Released in 1940 as America was emerging from the hardship of the Great Depression and war had already gripped Europe, audiences could clearly take a little rum in their rom-com. As Walter and Hildy take it in their coffee during a Mad Men-style lunch scene, Bruce boringly abstaining…
Plus, His Girl Friday was based on hit 1928 play The Front Page, written by Charles MacArthur and Ben Hecht. Two seasoned Chicago reporters, both were familiar with the lengths and depths newspapermen will go to for a scoop, plus the conniving of politicians looking for re-election.
Hecht’s screenwriting credits also included the original Scarface and Hitchcock’s Notorious, suggesting unabashed sentimentality wasn’t his thing.
Let it not be forgotten also that this is a Howard Hawks movie, Hawks being a director who always ensured salt balanced the sugar in his films.
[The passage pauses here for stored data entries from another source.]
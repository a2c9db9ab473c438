//! Structured logging initialization.

use tracing_subscriber::{fmt, layer::SubscriberExt, util::SubscriberInitExt, EnvFilter};

/// Log output format.
#[derive(Debug, Clone, Copy, PartialEq, Eq)]
pub enum LogFormat {
    /// Human-readable, for development.
    Pretty,
    /// One JSON object per line, for log aggregation.
    Json,
}

impl LogFormat {
    /// Parses a format name; anything but `json` is pretty.
    pub fn parse(s: &str) -> Self {
        match s.to_lowercase().as_str() {
            "json" => LogFormat::Json,
            _ => LogFormat::Pretty,
        }
    }
}

/// Builds the default filter directive for a level.
pub fn filter_directive(level: &str) -> String {
    format!("tably={level},tower_http=debug,axum::rejection=trace")
}

/// Initializes the global subscriber. `RUST_LOG` overrides `level`.
///
/// ```rust,no_run
/// use tably_node::observability::{init_logging, LogFormat};
///
/// init_logging("info", LogFormat::Json);
/// ```
pub fn init_logging(level: &str, format: LogFormat) {
    let env_filter = EnvFilter::try_from_default_env()
        .unwrap_or_else(|_| EnvFilter::new(filter_directive(level)));

    let registry = tracing_subscriber::registry().with(env_filter);

    match format {
        LogFormat::Json => registry
            .with(
                fmt::layer()
                    .json()
                    .with_current_span(true)
                    .with_span_list(false)
                    .with_file(true)
                    .with_line_number(true)
                    .with_target(true),
            )
            .init(),
        LogFormat::Pretty => registry.with(fmt::layer().pretty()).init(),
    }

    tracing::info!(level = %level, format = ?format, "Logging initialized");
}

#[cfg(test)]
mod tests {
    use super::*;

    #[test]
    fn test_parse_format() {
        assert_eq!(LogFormat::parse("JSON"), LogFormat::Json);
        assert_eq!(LogFormat::parse("pretty"), LogFormat::Pretty);
        assert_eq!(LogFormat::parse("anything"), LogFormat::Pretty);
    }

    #[test]
    fn test_filter_directive_parses() {
        let directive = filter_directive("debug");
        assert!(directive.starts_with("tably=debug"));
        assert!(EnvFilter::try_new(directive).is_ok());
    }
}
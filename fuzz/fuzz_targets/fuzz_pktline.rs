//! Fuzz target for pkt-line parsing.
//!
//! The reader must reject malformed length prefixes without panicking.

#![no_main]

use libfuzzer_sys::fuzz_target;
use std::io::Cursor;
use tably_protocol::PktLineReader;

fuzz_target!(|data: &[u8]| {
    let mut reader = PktLineReader::new(Cursor::new(data));

    // Bounded so crafted input cannot spin forever.
    for _ in 0..100 {
        match reader.read() {
            Ok(Some(pkt)) => {
                let _ = pkt.encode();
            }
            Ok(None) | Err(_) => break,
        }
    }
});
His Girl Friday was famous for switching the gender of Hildy from male to female, the director savvy enough to know love stories provide a great hook on which to hang a story. But, he was chiefly interested in depicting characters who excelled at their job; love fades, professionalism is forever.
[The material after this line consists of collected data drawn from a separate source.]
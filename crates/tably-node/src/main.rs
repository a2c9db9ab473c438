//! Tably Node - serves a table repository over smart HTTP.

use anyhow::Context;
use clap::Parser;
use std::net::SocketAddr;
use std::path::PathBuf;
use std::sync::Arc;
use tably_node::api::{create_router, AppState};
use tably_node::config::{NodeConfig, StorageBackend};
use tably_node::observability::{init_logging, LogFormat};
use tably_storage::{MemoryRefStore, MemoryStore, ObjectStore, RefStore};

/// Tably Node - fetch and push endpoint for versioned tables
#[derive(Parser, Debug)]
#[command(name = "tably-node")]
#[command(author, version, about, long_about = None)]
struct Args {
    /// Path to configuration file
    #[arg(short, long)]
    config: Option<PathBuf>,

    /// HTTP listen address
    #[arg(long)]
    listen_addr: Option<SocketAddr>,

    /// Log level (trace, debug, info, warn, error)
    #[arg(long)]
    log_level: Option<String>,

    /// Log format (pretty, json)
    #[arg(long)]
    log_format: Option<String>,

    /// Data directory; selects the RocksDB backend
    #[arg(long)]
    data_dir: Option<PathBuf>,
}

impl Args {
    fn into_config(self) -> anyhow::Result<NodeConfig> {
        let mut config = match &self.config {
            Some(path) => NodeConfig::from_file(path)?,
            None => NodeConfig::default(),
        };
        if let Some(addr) = self.listen_addr {
            config.listen_addr = addr;
        }
        if let Some(level) = self.log_level {
            config.log_level = level;
        }
        if let Some(format) = self.log_format {
            config.log_format = format;
        }
        if let Some(dir) = self.data_dir {
            config.storage.backend = StorageBackend::RocksDb;
            config.storage.path = Some(dir);
        }
        config.validate()?;
        Ok(config)
    }
}

type Stores = (Arc<dyn ObjectStore>, Arc<dyn RefStore>);

fn open_stores(config: &NodeConfig) -> anyhow::Result<Stores> {
    match config.storage.backend {
        StorageBackend::Memory => {
            let objects: Arc<dyn ObjectStore> = Arc::new(MemoryStore::new());
            let refs: Arc<dyn RefStore> = Arc::new(MemoryRefStore::new());
            Ok((objects, refs))
        }
        #[cfg(feature = "rocksdb-backend")]
        StorageBackend::RocksDb => {
            let path = config
                .storage
                .path
                .clone()
                .context("storage.path is required for the rocksdb backend")?;
            std::fs::create_dir_all(&path)
                .with_context(|| format!("failed to create {}", path.display()))?;
            let db = Arc::new(tably_storage::RocksDbStore::open_default(&path)?);
            let objects: Arc<dyn ObjectStore> = db.clone();
            let refs: Arc<dyn RefStore> = db;
            Ok((objects, refs))
        }
        #[cfg(not(feature = "rocksdb-backend"))]
        StorageBackend::RocksDb => {
            anyhow::bail!("this build has no rocksdb backend; rebuild with --features rocksdb-backend")
        }
    }
}

#[tokio::main]
async fn main() -> anyhow::Result<()> {
    let config = Args::parse().into_config()?;
    init_logging(&config.log_level, LogFormat::parse(&config.log_format));

    tracing::info!(version = env!("CARGO_PKG_VERSION"), "Starting Tably node");
    tracing::info!(
        listen_addr = %config.listen_addr,
        backend = ?config.storage.backend,
        max_packfile_size = config.transfer.max_packfile_size,
        deny_deletes = config.transfer.deny_deletes,
        deny_non_fast_forwards = config.transfer.deny_non_fast_forwards,
        "Node configuration"
    );

    let (objects, refs) = open_stores(&config)?;
    let state = AppState::new(objects, refs, &config.transfer, config.reflog.actor());

    let sweep = config.transfer.sweep_interval();
    let upload_sweeper = state.upload_sessions.clone().spawn_sweeper(sweep);
    let receive_sweeper = state.receive_sessions.clone().spawn_sweeper(sweep);

    let listener = tokio::net::TcpListener::bind(config.listen_addr)
        .await
        .with_context(|| format!("failed to bind {}", config.listen_addr))?;
    tracing::info!(addr = %config.listen_addr, "Node is ready");

    axum::serve(listener, create_router(state))
        .with_graceful_shutdown(shutdown_signal())
        .await
        .context("server error")?;

    upload_sweeper.abort();
    receive_sweeper.abort();
    tracing::info!("Tably node stopped");
    Ok(())
}

async fn shutdown_signal() {
    if let Err(e) = tokio::signal::ctrl_c().await {
        tracing::error!(error = %e, "Failed to listen for shutdown signal");
        std::future::pending::<()>().await;
    }
    tracing::info!("Shutdown signal received");
}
This allows Hawks to present Walter Burns as the hero, despite being a double-dealing, untrustworthy rat not above getting Bruce arrested twice so Hildy must stay in the city and on the story. If it’s for the good of the newspaper, he’s doing his job right.
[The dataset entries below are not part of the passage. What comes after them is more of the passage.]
//! Control-line grammar for the smart HTTP transfer protocol.
//!
//! Every message is a block of pkt-lines terminated by a flush. Sums are
//! written as 32 hex characters; the all-zero string stands for "no sum".

use crate::pktline::{PktLineReader, PktLineWriter};
use crate::{ProtocolError, Result, Update};
use std::io::{Read, Write};
use tably_storage::Sum;

/// Content type of the ref advertisement.
pub const UPLOAD_PACK_ADVERTISEMENT: &str = "application/x-tably-upload-pack-advertisement";
/// Content type of an upload-pack request body.
pub const UPLOAD_PACK_REQUEST: &str = "application/x-tably-upload-pack-request";
/// Content type of an upload-pack ACK/NAK response.
pub const UPLOAD_PACK_RESULT: &str = "application/x-tably-upload-pack-result";
/// Content type of a packfile response.
pub const PACKFILE: &str = "application/x-tably-packfile";
/// Content type of a receive-pack request body.
pub const RECEIVE_PACK_REQUEST: &str = "application/x-tably-receive-pack-request";
/// Content type of a receive-pack response.
pub const RECEIVE_PACK_RESULT: &str = "application/x-tably-receive-pack-result";

/// Response header set to `true` when more packfile chunks follow.
pub const PACKFILE_MORE_HEADER: &str = "tably-packfile-more";

/// Cookie carrying the upload-pack session id.
pub const UPLOAD_PACK_COOKIE: &str = "upload-pack-session-id";
/// Cookie carrying the receive-pack session id.
pub const RECEIVE_PACK_COOKIE: &str = "receive-pack-session-id";

fn bad_line(line: &str) -> ProtocolError {
    ProtocolError::BadRequest(format!("unexpected line: {:?}", line))
}

fn parse_sum(hex: &str) -> Result<Sum> {
    Sum::from_hex(hex).map_err(|e| ProtocolError::BadRequest(e.to_string()))
}

fn parse_optional_sum(hex: &str) -> Result<Option<Sum>> {
    Sum::from_hex_optional(hex).map_err(|e| ProtocolError::BadRequest(e.to_string()))
}

/// Writes the ref advertisement: `<hex> <name>` per ref, then flush.
pub fn advertise_refs<W: Write>(writer: W, refs: &[(String, Sum)]) -> Result<()> {
    let mut pkt_writer = PktLineWriter::new(writer);
    for (name, sum) in refs {
        pkt_writer.write_line(&format!("{} {}", sum, name))?;
    }
    pkt_writer.flush_pkt()?;
    pkt_writer.flush()
}

/// Parses a ref advertisement.
pub fn parse_advertisement<R: Read>(reader: R) -> Result<Vec<(String, Sum)>> {
    PktLineReader::new(reader)
        .read_lines()?
        .iter()
        .map(|line| {
            let (hex, name) = line.split_once(' ').ok_or_else(|| bad_line(line))?;
            if name.is_empty() {
                return Err(bad_line(line));
            }
            Ok((name.to_string(), parse_sum(hex)?))
        })
        .collect()
}

/// One round of an upload-pack negotiation.
#[derive(Debug, Clone, Default, PartialEq, Eq)]
pub struct UploadPackRequest {
    /// Sums the client needs.
    pub wants: Vec<Sum>,
    /// Sums the client already holds.
    pub haves: Vec<Sum>,
    /// The client has no more haves to offer.
    pub done: bool,
}

impl UploadPackRequest {
    /// Writes the request: wants, haves, optional `done`, then flush.
    pub fn encode<W: Write>(&self, writer: W) -> Result<()> {
        let mut pkt_writer = PktLineWriter::new(writer);
        for want in &self.wants {
            pkt_writer.write_line(&format!("want {}", want))?;
        }
        for have in &self.haves {
            pkt_writer.write_line(&format!("have {}", have))?;
        }
        if self.done {
            pkt_writer.write_line("done")?;
        }
        pkt_writer.flush_pkt()?;
        pkt_writer.flush()
    }

    /// Encodes the request into a new buffer.
    pub fn to_bytes(&self) -> Result<Vec<u8>> {
        let mut out = Vec::new();
        self.encode(&mut out)?;
        Ok(out)
    }

    /// Parses a request. Wants must precede haves and `done` must be last.
    pub fn parse<R: Read>(reader: R) -> Result<Self> {
        let mut request = Self::default();
        for line in PktLineReader::new(reader).read_lines()? {
            if request.done {
                return Err(bad_line(&line));
            }
            if let Some(hex) = line.strip_prefix("want ") {
                if !request.haves.is_empty() {
                    return Err(ProtocolError::BadRequest(
                        "want after have".to_string(),
                    ));
                }
                request.wants.push(parse_sum(hex)?);
            } else if let Some(hex) = line.strip_prefix("have ") {
                request.haves.push(parse_sum(hex)?);
            } else if line == "done" {
                request.done = true;
            } else {
                return Err(bad_line(&line));
            }
        }
        Ok(request)
    }
}

/// Writes `ACK <hex>` per common sum, or `NAK` when there are none, then flush.
pub fn write_acks<W: Write>(writer: W, acks: &[Sum]) -> Result<()> {
    let mut pkt_writer = PktLineWriter::new(writer);
    if acks.is_empty() {
        pkt_writer.write_line("NAK")?;
    }
    for ack in acks {
        pkt_writer.write_line(&format!("ACK {}", ack))?;
    }
    pkt_writer.flush_pkt()?;
    pkt_writer.flush()
}

/// Parses an ACK/NAK response.
pub fn parse_acks<R: Read>(reader: R) -> Result<Vec<Sum>> {
    let mut acks = Vec::new();
    for line in PktLineReader::new(reader).read_lines()? {
        if let Some(hex) = line.strip_prefix("ACK ") {
            acks.push(parse_sum(hex)?);
        } else if line != "NAK" {
            return Err(bad_line(&line));
        }
    }
    Ok(acks)
}

/// Writes update lines `<old> <new> <dst>`, then flush.
pub fn write_updates<W: Write>(writer: W, updates: &[Update]) -> Result<()> {
    let mut pkt_writer = PktLineWriter::new(writer);
    for update in updates {
        pkt_writer.write_line(&format!(
            "{} {} {}",
            Sum::to_hex_optional(update.old_sum.as_ref()),
            Sum::to_hex_optional(update.sum.as_ref()),
            update.dst
        ))?;
    }
    pkt_writer.flush_pkt()?;
    pkt_writer.flush()
}

/// Reads update lines up to the flush. Source names are set to the destination.
pub fn parse_updates<R: Read>(reader: &mut PktLineReader<R>) -> Result<Vec<Update>> {
    reader
        .read_lines()?
        .iter()
        .map(|line| {
            let mut parts = line.splitn(3, ' ');
            let (Some(old), Some(new), Some(dst)) = (parts.next(), parts.next(), parts.next())
            else {
                return Err(bad_line(line));
            };
            if dst.is_empty() {
                return Err(bad_line(line));
            }
            Ok(Update::new(
                parse_optional_sum(old)?,
                parse_optional_sum(new)?,
                dst,
                dst,
            ))
        })
        .collect()
}

/// Writes `unpack ok`, `continue`, flush: more objects are expected.
pub fn write_continue<W: Write>(writer: W) -> Result<()> {
    let mut pkt_writer = PktLineWriter::new(writer);
    pkt_writer.write_line("unpack ok")?;
    pkt_writer.write_line("continue")?;
    pkt_writer.flush_pkt()?;
    pkt_writer.flush()
}

/// Writes the final status report: `unpack ok`, one `ok`/`ng` line per update, flush.
pub fn write_report<W: Write>(writer: W, updates: &[Update]) -> Result<()> {
    let mut pkt_writer = PktLineWriter::new(writer);
    pkt_writer.write_line("unpack ok")?;
    for update in updates {
        match &update.err_msg {
            None => pkt_writer.write_line(&format!("ok {}", update.dst))?,
            Some(reason) => pkt_writer.write_line(&format!("ng {} {}", update.dst, reason))?,
        }
    }
    pkt_writer.flush_pkt()?;
    pkt_writer.flush()
}

/// Outcome of one ref in a status report.
#[derive(Debug, Clone, PartialEq, Eq)]
pub struct RefStatus {
    /// Destination ref.
    pub dst: String,
    /// Rejection reason, `None` if the ref was updated.
    pub err_msg: Option<String>,
}

/// A parsed receive-pack response.
#[derive(Debug, Clone, PartialEq, Eq)]
pub enum ReceivePackReply {
    /// The server wants more objects.
    Continue,
    /// The final per-ref report.
    Report(Vec<RefStatus>),
}

/// Parses a receive-pack response.
pub fn parse_receive_pack_reply<R: Read>(reader: R) -> Result<ReceivePackReply> {
    let lines = PktLineReader::new(reader).read_lines()?;
    let mut lines = lines.iter();
    match lines.next().map(String::as_str) {
        Some("unpack ok") => {}
        Some(line) => {
            return Err(ProtocolError::Protocol(format!("unpack failed: {}", line)));
        }
        None => return Err(ProtocolError::Protocol("empty status report".to_string())),
    }

    let mut statuses = Vec::new();
    for line in lines {
        if line == "continue" {
            return Ok(ReceivePackReply::Continue);
        }
        if let Some(dst) = line.strip_prefix("ok ") {
            statuses.push(RefStatus {
                dst: dst.to_string(),
                err_msg: None,
            });
        } else if let Some(rest) = line.strip_prefix("ng ") {
            let (dst, reason) = rest.split_once(' ').unwrap_or((rest, ""));
            statuses.push(RefStatus {
                dst: dst.to_string(),
                err_msg: Some(reason.to_string()),
            });
        } else {
            return Err(ProtocolError::Protocol(format!(
                "unexpected status line: {:?}",
                line
            )));
        }
    }
    Ok(ReceivePackReply::Report(statuses))
}

#[cfg(test)]
mod tests {
    use super::*;

    fn sum(n: u8) -> Sum {
        Sum::from_bytes([n; 16])
    }

    #[test]
    fn test_advertisement_roundtrip() {
        let refs = vec![
            ("heads/main".to_string(), sum(1)),
            ("tags/v1".to_string(), sum(2)),
        ];
        let mut out = Vec::new();
        advertise_refs(&mut out, &refs).unwrap();
        assert!(out.starts_with(format!("0030{} heads/main\n", sum(1)).as_bytes()));
        assert!(out.ends_with(b"0000"));
        assert_eq!(parse_advertisement(out.as_slice()).unwrap(), refs);
    }

    #[test]
    fn test_empty_advertisement_is_just_flush() {
        let mut out = Vec::new();
        advertise_refs(&mut out, &[]).unwrap();
        assert_eq!(out, b"0000");
        assert!(parse_advertisement(out.as_slice()).unwrap().is_empty());
    }

    #[test]
    fn test_upload_pack_request_roundtrip() {
        let request = UploadPackRequest {
            wants: vec![sum(3)],
            haves: vec![sum(1), sum(2)],
            done: true,
        };
        let bytes = request.to_bytes().unwrap();
        let text = String::from_utf8(bytes.clone()).unwrap();
        assert!(text.contains(&format!("want {}\n", sum(3))));
        assert!(text.ends_with("0009done\n0000"));
        assert_eq!(UploadPackRequest::parse(bytes.as_slice()).unwrap(), request);
    }

    #[test]
    fn test_upload_pack_request_errors() {
        let mut out = Vec::new();
        let mut w = PktLineWriter::new(&mut out);
        w.write_line(&format!("have {}", sum(1))).unwrap();
        w.write_line(&format!("want {}", sum(2))).unwrap();
        w.flush_pkt().unwrap();
        assert!(UploadPackRequest::parse(out.as_slice()).is_err());

        let mut out = Vec::new();
        let mut w = PktLineWriter::new(&mut out);
        w.write_line("fetch everything").unwrap();
        w.flush_pkt().unwrap();
        assert!(UploadPackRequest::parse(out.as_slice()).is_err());

        let mut out = Vec::new();
        let mut w = PktLineWriter::new(&mut out);
        w.write_line("want zz").unwrap();
        w.flush_pkt().unwrap();
        assert!(matches!(
            UploadPackRequest::parse(out.as_slice()),
            Err(ProtocolError::BadRequest(_))
        ));

        // Missing flush.
        let mut out = Vec::new();
        PktLineWriter::new(&mut out).write_line("done").unwrap();
        assert!(UploadPackRequest::parse(out.as_slice()).is_err());
    }

    #[test]
    fn test_acks_and_nak() {
        let mut out = Vec::new();
        write_acks(&mut out, &[]).unwrap();
        assert_eq!(out, b"0008NAK\n0000");
        assert!(parse_acks(out.as_slice()).unwrap().is_empty());

        let mut out = Vec::new();
        write_acks(&mut out, &[sum(1), sum(2)]).unwrap();
        assert_eq!(parse_acks(out.as_slice()).unwrap(), vec![sum(1), sum(2)]);
    }

    #[test]
    fn test_updates_roundtrip_with_nil_sums() {
        let updates = vec![
            Update::new(None, Some(sum(1)), "heads/alpha", "heads/alpha"),
            Update::new(Some(sum(1)), None, "heads/beta", "heads/beta"),
        ];
        let mut out = Vec::new();
        write_updates(&mut out, &updates).unwrap();
        let text = String::from_utf8(out.clone()).unwrap();
        assert!(text.contains(&format!("{} {} heads/alpha", "0".repeat(32), sum(1))));

        let mut reader = PktLineReader::new(out.as_slice());
        assert_eq!(parse_updates(&mut reader).unwrap(), updates);
    }

    #[test]
    fn test_updates_followed_by_packfile_bytes() {
        let mut out = Vec::new();
        write_updates(
            &mut out,
            &[Update::new(None, Some(sum(1)), "heads/a", "heads/a")],
        )
        .unwrap();
        out.extend_from_slice(b"PACK\x00\x00\x00\x01");

        let mut reader = PktLineReader::new(out.as_slice());
        assert_eq!(parse_updates(&mut reader).unwrap().len(), 1);
        assert_eq!(reader.into_inner(), b"PACK\x00\x00\x00\x01");
    }

    #[test]
    fn test_report_roundtrip() {
        let ok = Update::new(None, Some(sum(1)), "heads/a", "heads/a");
        let mut ng = Update::new(Some(sum(2)), Some(sum(1)), "heads/beta", "heads/beta");
        ng.err_msg = Some("remote ref updated since checkout".to_string());

        let mut out = Vec::new();
        write_report(&mut out, &[ok, ng]).unwrap();
        let text = String::from_utf8(out.clone()).unwrap();
        assert!(text.contains("ng heads/beta remote ref updated since checkout\n"));

        assert_eq!(
            parse_receive_pack_reply(out.as_slice()).unwrap(),
            ReceivePackReply::Report(vec![
                RefStatus {
                    dst: "heads/a".to_string(),
                    err_msg: None
                },
                RefStatus {
                    dst: "heads/beta".to_string(),
                    err_msg: Some("remote ref updated since checkout".to_string())
                },
            ])
        );
    }

    #[test]
    fn test_continue() {
        let mut out = Vec::new();
        write_continue(&mut out).unwrap();
        assert_eq!(
            parse_receive_pack_reply(out.as_slice()).unwrap(),
            ReceivePackReply::Continue
        );
    }
}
The villains of the piece are professionally inept, cut corners or betray their positions. A buffoonish sheriff and stuffed-shirt psychiatrist see glory in Earl Williams (Qualen), the man sentenced to hang. A corrupt mayor is willing to cover up a reprieve because Williams swinging equals re-election. Even the reporters in the courthouse press pit get short shrift for ignoring the pleas of tart-with-a-heart Mollie Malloy (Mack), who comes with vital information on the case.
And His Girl Friday is funny. Modern audiences may need a few minutes to slip into the film’s rapid-fire, clipped delivery rhythms, but Grant and Russell’s jabs and barbs sizzle with wit and chemistry. The timing, the retorts, the looks and double-takes all delight.
Elsewhere, gallows humour bites afresh in our fame hungry times. The sheriff and psychiatrist looking for glory in Williams’ execution? They discuss this with Williams in the room. Literal gallows humour comes from reporters bemoaning the racket made by executioners’ dry-runs to ensure Williams doesn’t bounce on the rope. There is even a laugh-out-loud-with-shock suicide attempt that the frenetic plotting takes in its stride.
It could also be inferred that Hildy’s wedding to Bruce, due to occur on the same day as Williams’ hanging, is a death sentence of domesticity for the skilled writer.
Two in-jokes now look too cute, but at the time brought down the house: when describing Bruce’s appearance Burns says he resembles actor Ralph Bellamy (Oceans 12 did this as an entire subplot with Julia Roberts), and later Burns mentions an “Archie Leach” double-crossing him. Look up Archibald Leach if you’re scratching your head.
Not everything sits well with 21st century sensibilities. The mayor wants Williams to hang because he murdered a black police officer and the “coloured vote is important in this town”, an uneasy remark when seen with the hindsight of decades of US racial tension. A later joke featuring repeated use of “piccaninny” also betrays the film’s 76-year age.
Ironically, also potentially problematic is what sealed the film’s reputation as a classic of cinematic daring: switching Hildy Johnson’s gender.
What once seemed modern now runs close to male chauvinism, the dominant man manipulating the weaker woman into what he believes best for her. Hildy is too fierce a talent to waste away in Albany with Bruce, but Burns is clearly calls the shots on her future.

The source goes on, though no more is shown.